On his travels he picked up the beat of a remarkable restaurant in San Bernardino, Calif., owned by two brothers, Dick and Mac McDonald, who had ordered eight mixers and had them churning away all day. Kroc saw the restaurant in 1954 and was entranced by the effectiveness of the operation. It was a hamburger restaurant, though not of the drive-in variety popular at the time. People had to get out of their cars to be served. The brothers had produced a very limited menu, concentrating on just a few items: hamburgers, cheeseburgers, french fries, soft drinks and milk shakes, all at the lowest possible prices.
Kroc, ever the instigator, started thinking about building McDonald's stores all over the U.S. each of them equipped with eight multimixers whirring away, spinning off a steady stream of cash. The following day he pitched the idea of opening several restaurants to the brothers. They asked, "Who could we get to open them for us?" Kroc was ready: "Well, what about me?"

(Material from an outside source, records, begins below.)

mod chart;
mod cli;
mod color;
mod config;
mod data;
mod error;
mod model;
mod output;
mod preprocess;
mod tasks;

use std::process::ExitCode;

use clap::Parser;

use cli::{Cli, Commands};
use config::AppConfig;
use error::DataError;

fn run(cli: Cli) -> anyhow::Result<String> {
    let mut config = AppConfig::load(cli.config.as_deref())?;

    let summary = match cli.command {
        Commands::Iris(args) => {
            args.apply(&mut config.iris);
            tasks::iris::run(&config.iris)?.to_string()
        }
        Commands::Unemployment(args) => {
            args.apply(&mut config.unemployment);
            tasks::unemployment::run(&config.unemployment)?.to_string()
        }
        Commands::CarPrice(args) => {
            args.apply(&mut config.car_price);
            tasks::car_price::run(&config.car_price)?.to_string()
        }
    };
    Ok(summary)
}

fn main() -> ExitCode {
    env_logger::Builder::from_env(env_logger::Env::default().default_filter_or("info")).init();

    match run(Cli::parse()) {
        Ok(summary) => {
            print!("{summary}");
            ExitCode::SUCCESS
        }
        Err(e) => {
            eprintln!("Error: {e:#}");
            match e.downcast_ref::<DataError>() {
                Some(DataError::NoTargetColumn { .. }) => ExitCode::from(2),
                _ => ExitCode::FAILURE,
            }
        }
    }
}
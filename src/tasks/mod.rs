/// The three one-shot pipelines.  Each one loads its input completely before
/// touching the output directory, so a failed load writes nothing.
pub mod car_price;
pub mod iris;
pub mod unemployment;

use std::path::PathBuf;

fn list_outputs(f: &mut std::fmt::Formatter<'_>, outputs: &[PathBuf]) -> std::fmt::Result {
    for path in outputs {
        writeln!(f, "  wrote {}", path.display())?;
    }
    Ok(())
}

The would-be Great War veteran would grow rich serving the children of World War II vets. His confidence in what he had seen was unshakable. As he noted later, "I was 52 years old. I had diabetes and incipient arthritis. I had lost my gall bladder and most of my thyroid gland in earlier campaigns, but I was convinced that the best was ahead of me." He was even more convinced than the McDonalds and eventually cajoled them into selling out to him in 1961 for a paltry $2.7 million.